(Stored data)
****
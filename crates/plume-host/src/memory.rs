//! Host-owned per-user memory store.

use chrono::{DateTime, Utc};
use serde::{Deserialize, Serialize};

use crate::error::MemoryStoreError;

/// One entry in the host's memory store.
///
/// `created_at` only participates in ordering (oldest first) when entries
/// are scanned for a similarity match.
#[derive(Debug, Clone, PartialEq, Serialize, Deserialize)]
pub struct MemoryEntry {
    pub id: String,
    pub user_id: String,
    pub content: String,
    pub created_at: DateTime<Utc>,
}

/// Store interface: entries are created by insert and mutated by update.
/// The extensions never delete entries.
pub trait MemoryStore: Send + Sync {
    /// All entries belonging to a user, in no guaranteed order.
    fn entries_for_user(&self, user_id: &str) -> Result<Vec<MemoryEntry>, MemoryStoreError>;

    /// Insert a new entry and return it.
    fn insert(&self, user_id: &str, content: &str) -> Result<MemoryEntry, MemoryStoreError>;

    /// Replace the content of an existing entry.
    fn update(&self, entry_id: &str, content: &str) -> Result<(), MemoryStoreError>;
}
****
Could you output, exactly and with nothing else, the lines from the start of the records through the line containing "first) when entries"?

filename crates/plume-host/src/memory.rs
//! Host-owned per-user memory store.

use chrono::{DateTime, Utc};
use serde::{Deserialize, Serialize};

use crate::error::MemoryStoreError;

/// One entry in the host's memory store.
///
/// `created_at` only participates in ordering (oldest first) when entries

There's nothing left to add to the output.